Wall Street has advanced as the prospect of additional stimulus and a record jump in retail sales suggested the US economy could bounce back sooner than expected, five months into its pandemic-inflicted recession.
All three major US stock indexes have posted their third consecutive daily gains.
The Dow and the S&P remain about 11 per cent and eight per cent below their respective record closing highs reached in February, while the tech-heavy Nasdaq hovers about one per cent below its all-time closing high reached on June 10.
Data released by the Commerce Department showed retail sales jumped by a record 17.7 per cent in May, blowing past the eight per cent increase analysts expected.
Investor risk appetite was given a further boost by the Trump administration’s anticipated $US1 trillion dollar infrastructure package aimed at jump-starting the economy.
Ryan Detrick, senior market strategist at LPL Financial in Charlotte, North Carolina, said the May retail data was the biggest driver.
“The retail sales numbers is the story that’s driving markets higher,” he said.
“But the smell of stimulus in the air is adding to today’s gains for sure.”
Amid a resurgence of new COVID-19 cases in China and the US, along with unabated progression of the pandemic in Latin America and elsewhere, a UK-led drug trial showed low doses of generic steroid drug dexamethasone reduced COVID-19 death rates among the most severe cases.
“We got potentially more positive news in the fight against COVID-19,” Detrick added.
“But while COVID is in most peoples’ minds, in the stock market’s view it is all about reopening and the strong data suggest the recovery is happening and faster than most expected.”
Federal Reserve Chairman Jerome Powell was cautious on Tuesday at the beginning of his two-day testimony before Congress.
“Until the public is confident that the disease is contained, a full recovery is unlikely,” he said.
The Dow Jones Industrial Average rose 526.82 points, or 2.04 per cent on Tuesday, to 26,289.98, the S&P 500 gained 58.15 points, or 1.90 per cent, to 3,124.74 and the Nasdaq Composite added 169.84 points, or 1.75 per cent, to 9,895.87.
All 11 major sectors of the S&P 500 ended the session well in the black, with energy and healthcare leading the charge.
The upbeat retail sales data helped push S&P 500’s Retail index 2.3 per cent higher, led by Nordstrom and Kohls, which surged by 12.9 per cent and 9.0 per cent, respectively.
Much stronger than expected homebuilder sentiment data helped home improvement retailer Home Depot provide among the biggest boosts to the blue-chip Dow.
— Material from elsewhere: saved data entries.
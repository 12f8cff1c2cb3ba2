//! The Brain's tool set as a closed union.
//!
//! Both the OpenAI-facing schema and dispatch derive from [`ToolKind`], so
//! adding a tool means touching this module and nothing else: the schema,
//! the parser, and the executor match on the same enum.

use serde_json::{json, Value};
use thiserror::Error;

#[derive(Debug, Error)]
pub enum ToolParseError {
    #[error("unknown tool: {0}")]
    UnknownTool(String),
    #[error("tool {tool}: missing required argument '{arg}'")]
    MissingArgument { tool: &'static str, arg: &'static str },
}

/// Every tool exposed to the LLM.
#[derive(Debug, Clone, Copy, PartialEq, Eq)]
pub enum ToolKind {
    CreateTask,
    SendDeviceCommand,
    Speak,
    GetZoneStatus,
    GetActiveTasks,
}

impl ToolKind {
    pub const ALL: [ToolKind; 5] = [
        ToolKind::CreateTask,
        ToolKind::SendDeviceCommand,
        ToolKind::Speak,
        ToolKind::GetZoneStatus,
        ToolKind::GetActiveTasks,
    ];

    pub fn name(self) -> &'static str {
        match self {
            ToolKind::CreateTask => "create_task",
            ToolKind::SendDeviceCommand => "send_device_command",
            ToolKind::Speak => "speak",
            ToolKind::GetZoneStatus => "get_zone_status",
            ToolKind::GetActiveTasks => "get_active_tasks",
        }
    }

    fn definition(self) -> Value {
        let (description, parameters) = match self {
            ToolKind::CreateTask => (
                "Create a human-facing task on the dashboard when an office \
                 problem is detected. Set the bounty according to difficulty.",
                json!({
                    "type": "object",
                    "properties": {
                        "title": {"type": "string", "description": "Short task title"},
                        "description": {"type": "string", "description": "What happened and what to do"},
                        "bounty": {"type": "integer", "description": "Reward points. Easy: 500-1000, medium: 1000-2000, heavy: 2000-5000"},
                        "urgency": {"type": "integer", "description": "0-4. 0: whenever, 1: low, 2: normal, 3: high, 4: critical"},
                        "zone": {"type": "string", "description": "Target zone (e.g. main, kitchen)"},
                        "task_types": {"type": "string", "description": "Comma-separated task types (e.g. environment,urgent)"}
                    },
                    "required": ["title", "description"]
                }),
            ),
            ToolKind::SendDeviceCommand => (
                "Send a command to an edge device agent (air conditioning, \
                 lights, windows, pumps).",
                json!({
                    "type": "object",
                    "properties": {
                        "agent_id": {"type": "string", "description": "Device agent id (e.g. light_01)"},
                        "tool_name": {"type": "string", "description": "Device tool to run (e.g. set_temperature, toggle_light)"},
                        "arguments": {"type": "string", "description": "Tool arguments as a JSON string (e.g. {\"temperature\": 24})"}
                    },
                    "required": ["agent_id", "tool_name"]
                }),
            ),
            ToolKind::Speak => (
                "Announce a short spoken message in the office. Use sparingly; \
                 the same zone cannot be addressed again for five minutes.",
                json!({
                    "type": "object",
                    "properties": {
                        "message": {"type": "string", "description": "What to say"},
                        "zone": {"type": "string", "description": "Target zone"},
                        "tone": {"type": "string", "description": "Speaking tone (neutral, friendly, urgent)"}
                    },
                    "required": ["message"]
                }),
            ),
            ToolKind::GetZoneStatus => (
                "Get detailed current state for one zone. Use when you need \
                 more information before deciding.",
                json!({
                    "type": "object",
                    "properties": {
                        "zone_id": {"type": "string", "description": "Zone id (e.g. main, kitchen)"}
                    },
                    "required": ["zone_id"]
                }),
            ),
            ToolKind::GetActiveTasks => (
                "List currently active tasks. Check before creating a task to \
                 avoid duplicates.",
                json!({"type": "object", "properties": {}}),
            ),
        };
        json!({
            "type": "function",
            "function": {
                "name": self.name(),
                "description": description,
                "parameters": parameters,
            }
        })
    }
}

/// The OpenAI `tools` array for every tool in the union.
pub fn tool_definitions() -> Value {
    Value::Array(ToolKind::ALL.iter().map(|kind| kind.definition()).collect())
}

// ── typed invocations ────────────────────────────────────────────────────────

#[derive(Debug, Clone)]
pub struct CreateTaskArgs {
    pub title: String,
    pub description: String,
    pub bounty: i64,
    pub urgency: i64,
    pub zone: Option<String>,
    pub task_types_csv: String,
}

impl CreateTaskArgs {
    /// CSV → ordered set of non-empty trimmed type tags.
    pub fn task_types(&self) -> Vec<String> {
        let mut types = Vec::new();
        for raw in self.task_types_csv.split(',') {
            let tag = raw.trim();
            if !tag.is_empty() && !types.iter().any(|t| t == tag) {
                types.push(tag.to_string());
            }
        }
        types
    }
}

#[derive(Debug, Clone)]
pub struct DeviceCommandArgs {
    pub agent_id: String,
    pub tool_name: String,
    /// Inner tool arguments; arrives as a JSON string or object.
    pub arguments: Value,
}

#[derive(Debug, Clone)]
pub struct SpeakArgs {
    pub message: String,
    pub zone: Option<String>,
    pub tone: String,
}

impl SpeakArgs {
    /// Cooldown bucket for this speak call.
    pub fn cooldown_zone(&self) -> &str {
        self.zone.as_deref().unwrap_or("general")
    }
}

/// A validated, typed tool call.
#[derive(Debug, Clone)]
pub enum ToolInvocation {
    CreateTask(CreateTaskArgs),
    SendDeviceCommand(DeviceCommandArgs),
    Speak(SpeakArgs),
    GetZoneStatus { zone_id: String },
    GetActiveTasks,
}

impl ToolInvocation {
    pub fn kind(&self) -> ToolKind {
        match self {
            Self::CreateTask(_) => ToolKind::CreateTask,
            Self::SendDeviceCommand(_) => ToolKind::SendDeviceCommand,
            Self::Speak(_) => ToolKind::Speak,
            Self::GetZoneStatus { .. } => ToolKind::GetZoneStatus,
            Self::GetActiveTasks => ToolKind::GetActiveTasks,
        }
    }

    /// Parse an LLM tool call into the union.
    pub fn parse(name: &str, args: &Value) -> Result<Self, ToolParseError> {
        let str_arg = |key: &str| {
            args.get(key)
                .and_then(Value::as_str)
                .map(str::to_string)
        };
        let int_arg = |key: &str| args.get(key).and_then(Value::as_i64);

        match name {
            "create_task" => Ok(Self::CreateTask(CreateTaskArgs {
                title: str_arg("title").ok_or(ToolParseError::MissingArgument {
                    tool: "create_task",
                    arg: "title",
                })?,
                description: str_arg("description").unwrap_or_default(),
                bounty: int_arg("bounty").unwrap_or(1000),
                urgency: int_arg("urgency").unwrap_or(2),
                zone: str_arg("zone").filter(|z| !z.is_empty()),
                task_types_csv: str_arg("task_types").unwrap_or_else(|| "general".to_string()),
            })),
            "send_device_command" => {
                let inner = match args.get("arguments") {
                    Some(Value::String(raw)) => {
                        serde_json::from_str(raw).unwrap_or_else(|_| json!({}))
                    }
                    Some(Value::Object(map)) => Value::Object(map.clone()),
                    _ => json!({}),
                };
                Ok(Self::SendDeviceCommand(DeviceCommandArgs {
                    agent_id: str_arg("agent_id").ok_or(ToolParseError::MissingArgument {
                        tool: "send_device_command",
                        arg: "agent_id",
                    })?,
                    tool_name: str_arg("tool_name").ok_or(ToolParseError::MissingArgument {
                        tool: "send_device_command",
                        arg: "tool_name",
                    })?,
                    arguments: inner,
                }))
            }
            "speak" => Ok(Self::Speak(SpeakArgs {
                message: str_arg("message").unwrap_or_default(),
                zone: str_arg("zone").filter(|z| !z.is_empty()),
                tone: str_arg("tone").unwrap_or_else(|| "neutral".to_string()),
            })),
            "get_zone_status" => Ok(Self::GetZoneStatus {
                zone_id: str_arg("zone_id").ok_or(ToolParseError::MissingArgument {
                    tool: "get_zone_status",
                    arg: "zone_id",
                })?,
            }),
            "get_active_tasks" => Ok(Self::GetActiveTasks),
            other => Err(ToolParseError::UnknownTool(other.to_string())),
        }
    }

    /// Short summary for the action history.
    pub fn summary(&self) -> String {
        match self {
            Self::Speak(args) => format!(
                "zone={}, msg={}",
                args.zone.as_deref().unwrap_or("?"),
                args.message.chars().take(30).collect::<String>()
            ),
            Self::CreateTask(args) => format!("title={}", args.title),
            Self::GetZoneStatus { zone_id } => format!("zone={zone_id}"),
            Self::SendDeviceCommand(args) => {
                format!("{}/{}", args.agent_id, args.tool_name)
            }
            Self::GetActiveTasks => String::new(),
        }
    }
}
Its shares rose 3.6 per cent.
Shares of Eli Lilly surged 15.7 per cent after announcing its breast cancer therapy’s success in a late-stage study.
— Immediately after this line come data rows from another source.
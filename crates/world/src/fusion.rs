//! Sensor fusion: combine overlapping readings with reliability weighting
//! and exponential age decay.

use std::collections::HashMap;

/// A single buffered reading: (sensor id, value, unix timestamp).
pub type Reading = (String, f64, f64);

/// Combines multiple sensor readings for the same (zone, channel) pair.
///
/// Weight = reliability × exp(−age / half_life). Half-lives are tuned per
/// channel: fast-moving channels (co2, occupancy, pir) decay quickly so the
/// fused value tracks the newest sensor.
#[derive(Debug, Clone)]
pub struct SensorFusion {
    reliability: HashMap<String, f64>,
    default_reliability: f64,
}

impl Default for SensorFusion {
    fn default() -> Self {
        Self {
            reliability: HashMap::new(),
            default_reliability: 0.5,
        }
    }
}

impl SensorFusion {
    /// Half-life in seconds for a channel's age decay.
    pub fn half_life(channel: &str) -> f64 {
        match channel {
            "temperature" | "humidity" | "illuminance" => 120.0,
            "co2" => 60.0,
            "occupancy" => 30.0,
            "pir" => 10.0,
            _ => 120.0,
        }
    }

    /// Set the reliability score for a specific sensor. Scores outside
    /// [0, 1] are clamped.
    pub fn set_reliability(&mut self, sensor_id: impl Into<String>, score: f64) {
        self.reliability
            .insert(sensor_id.into(), score.clamp(0.0, 1.0));
    }

    fn reliability_of(&self, sensor_id: &str) -> f64 {
        self.reliability
            .get(sensor_id)
            .copied()
            .unwrap_or(self.default_reliability)
    }

    /// Weighted average over `readings` at time `now`. Returns `None` when
    /// there is nothing to fuse or every weight decayed to zero.
    pub fn fuse(&self, readings: &[Reading], channel: &str, now: f64) -> Option<f64> {
        if readings.is_empty() {
            return None;
        }
        let half_life = Self::half_life(channel);

        let mut weighted_sum = 0.0;
        let mut total_weight = 0.0;
        for (sensor_id, value, timestamp) in readings {
            let age = (now - timestamp).max(0.0);
            let age_factor = (-age / half_life).exp();
            let weight = self.reliability_of(sensor_id) * age_factor;
            weighted_sum += value * weight;
            total_weight += weight;
        }

        if total_weight == 0.0 {
            return None;
        }
        Some(weighted_sum / total_weight)
    }

    /// Integrate camera vision counts with the PIR sensor.
    ///
    /// PIR motion with zero vision detections means someone is in a camera
    /// blind spot. Large zones (> 50 m²) scale vision counts up 20% to
    /// compensate for limited field of view.
    pub fn integrate_occupancy(vision_count: u32, pir_active: bool, zone_area_m2: f64) -> u32 {
        let mut estimated = vision_count;
        if pir_active && vision_count == 0 {
            estimated = 1;
        }
        if zone_area_m2 > 50.0 && vision_count > 0 {
            estimated = (vision_count as f64 * 1.2) as u32;
        }
        estimated
    }
}

#[cfg(test)]
mod tests {
    use super::*;

    #[test]
    fn single_reading_passes_through() {
        let fusion = SensorFusion::default();
        let readings = vec![("t1".to_string(), 22.5, 100.0)];
        let fused = fusion.fuse(&readings, "temperature", 100.0).unwrap();
        assert!((fused - 22.5).abs() < 1e-9);
    }

    #[test]
    fn newer_reading_dominates() {
        let fusion = SensorFusion::default();
        // Old reading is 10 half-lives stale; its weight is negligible.
        let readings = vec![
            ("t1".to_string(), 30.0, 0.0),
            ("t2".to_string(), 20.0, 1200.0),
        ];
        let fused = fusion.fuse(&readings, "temperature", 1200.0).unwrap();
        assert!((fused - 20.0).abs() < 0.1);
    }

    #[test]
    fn reliability_biases_the_average() {
        let mut fusion = SensorFusion::default();
        fusion.set_reliability("good", 1.0);
        fusion.set_reliability("bad", 0.1);
        let readings = vec![
            ("good".to_string(), 20.0, 100.0),
            ("bad".to_string(), 30.0, 100.0),
        ];
        let fused = fusion.fuse(&readings, "temperature", 100.0).unwrap();
        // (20*1.0 + 30*0.1) / 1.1 ≈ 20.9
        assert!(fused < 21.0);
    }

    #[test]
    fn empty_readings_fuse_to_none() {
        let fusion = SensorFusion::default();
        assert!(fusion.fuse(&[], "co2", 0.0).is_none());
    }

    #[test]
    fn pir_fills_camera_blind_spot() {
        assert_eq!(SensorFusion::integrate_occupancy(0, true, 20.0), 1);
        assert_eq!(SensorFusion::integrate_occupancy(0, false, 20.0), 0);
        assert_eq!(SensorFusion::integrate_occupancy(3, true, 20.0), 3);
    }

    #[test]
    fn large_zone_scales_vision_count() {
        assert_eq!(SensorFusion::integrate_occupancy(5, false, 60.0), 6);
        // No people seen -> no scaling.
        assert_eq!(SensorFusion::integrate_occupancy(0, false, 60.0), 0);
    }
}
//! Periodic reminders for lingering tasks.
//!
//! Old uncompleted tasks get fresh announcement audio regenerated through
//! the voice service (the model produces a different phrasing each time)
//! and their `last_reminded_at` stamped, so a task ignored for an hour is
//! spoken again instead of silently rotting on the dashboard.

use chrono::{DateTime, Duration as ChronoDuration, Utc};
use serde::Deserialize;
use serde_json::json;
use tokio::time::Duration;
use tracing::{debug, error, info, warn};

/// A task must be at least this old before its first reminder.
const REMINDER_INTERVAL_MINUTES: i64 = 60;
/// Minimum spacing between reminders for the same task.
const REMINDER_COOLDOWN_MINUTES: i64 = 30;
/// How often the loop scans for candidates.
const CHECK_INTERVAL: Duration = Duration::from_secs(300);
/// Pause between consecutive reminders in one sweep.
const BETWEEN_REMINDERS: Duration = Duration::from_secs(2);

/// The task fields the reminder pass needs.
#[derive(Debug, Clone, Deserialize)]
pub struct ReminderTask {
    pub id: i64,
    pub title: String,
    #[serde(default)]
    pub description: String,
    #[serde(default)]
    pub location: Option<String>,
    #[serde(default)]
    pub zone: Option<String>,
    #[serde(default)]
    pub bounty_gold: i64,
    #[serde(default)]
    pub urgency: i64,
    #[serde(default)]
    pub is_completed: bool,
    pub created_at: DateTime<Utc>,
    #[serde(default)]
    pub last_reminded_at: Option<DateTime<Utc>>,
}

/// Whether `task` is due for a reminder at `now`.
pub fn needs_reminder(task: &ReminderTask, now: DateTime<Utc>) -> bool {
    if task.is_completed {
        return false;
    }
    if task.created_at > now - ChronoDuration::minutes(REMINDER_INTERVAL_MINUTES) {
        return false;
    }
    match task.last_reminded_at {
        Some(last) => last <= now - ChronoDuration::minutes(REMINDER_COOLDOWN_MINUTES),
        None => true,
    }
}

pub struct TaskReminder {
    http: reqwest::Client,
    taskstore_url: String,
    voice_url: String,
}

impl TaskReminder {
    pub fn new(http: reqwest::Client, taskstore_url: String, voice_url: String) -> Self {
        Self {
            http,
            taskstore_url,
            voice_url,
        }
    }

    /// Background loop; every failure is logged and the loop keeps going.
    pub async fn run(self) {
        info!(
            check_secs = CHECK_INTERVAL.as_secs(),
            "task reminder loop started"
        );
        loop {
            if let Err(err) = self.check_and_remind().await {
                error!(%err, "reminder sweep failed");
            }
            tokio::time::sleep(CHECK_INTERVAL).await;
        }
    }

    async fn check_and_remind(&self) -> anyhow::Result<()> {
        let response = self
            .http
            .get(format!("{}/tasks/", self.taskstore_url))
            .send()
            .await?;
        if !response.status().is_success() {
            anyhow::bail!("task listing failed: {}", response.status());
        }
        let tasks: Vec<ReminderTask> = response.json().await?;

        let now = Utc::now();
        let due: Vec<ReminderTask> = tasks.into_iter().filter(|t| needs_reminder(t, now)).collect();
        if due.is_empty() {
            debug!("no tasks need reminders");
            return Ok(());
        }
        info!(count = due.len(), "tasks needing reminders");

        for task in due {
            self.remind(&task).await;
            tokio::time::sleep(BETWEEN_REMINDERS).await;
        }
        Ok(())
    }

    /// Regenerate announcement audio, then stamp `last_reminded_at`.
    async fn remind(&self, task: &ReminderTask) {
        info!(task = task.id, title = %task.title, "sending reminder");

        let payload = json!({
            "task": {
                "title": task.title,
                "description": task.description,
                "location": task.location,
                "bounty_gold": task.bounty_gold,
                "urgency": task.urgency,
                "zone": task.zone,
            }
        });
        let announced = self
            .http
            .post(format!("{}/api/voice/announce", self.voice_url))
            .timeout(Duration::from_secs(30))
            .json(&payload)
            .send()
            .await;
        match announced {
            Ok(response) if response.status().is_success() => {}
            Ok(response) => {
                warn!(task = task.id, status = %response.status(), "reminder audio generation failed");
                return;
            }
            Err(err) => {
                warn!(task = task.id, %err, "reminder audio generation error");
                return;
            }
        }

        let stamped = self
            .http
            .put(format!("{}/tasks/{}/reminded", self.taskstore_url, task.id))
            .send()
            .await;
        match stamped {
            Ok(response) if response.status().is_success() => {}
            Ok(response) => warn!(task = task.id, status = %response.status(), "reminded stamp failed"),
            Err(err) => warn!(task = task.id, %err, "reminded stamp error"),
        }
    }
}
Oracle was up 2.5 per cent after Wells Fargo hiked its price target on the company’s shares ahead of its earnings release expected after the bell.
Streaming platform Roku rose 12.4 per cent in heavy volume, with no clear impetus, and the company declined to comment.
Advancing issues outnumbered declining ones on the NYSE by a 4.42-to-1 ratio; on Nasdaq, a 3.05-to-1 ratio favoured advancers.
The S&P 500 posted seven new 52-week highs and no new lows; the Nasdaq Composite recorded 97 new highs and seven new lows.
Volume on US exchanges was 12.87 billion shares, compared with the 12.95 billion average over the last 20 trading days.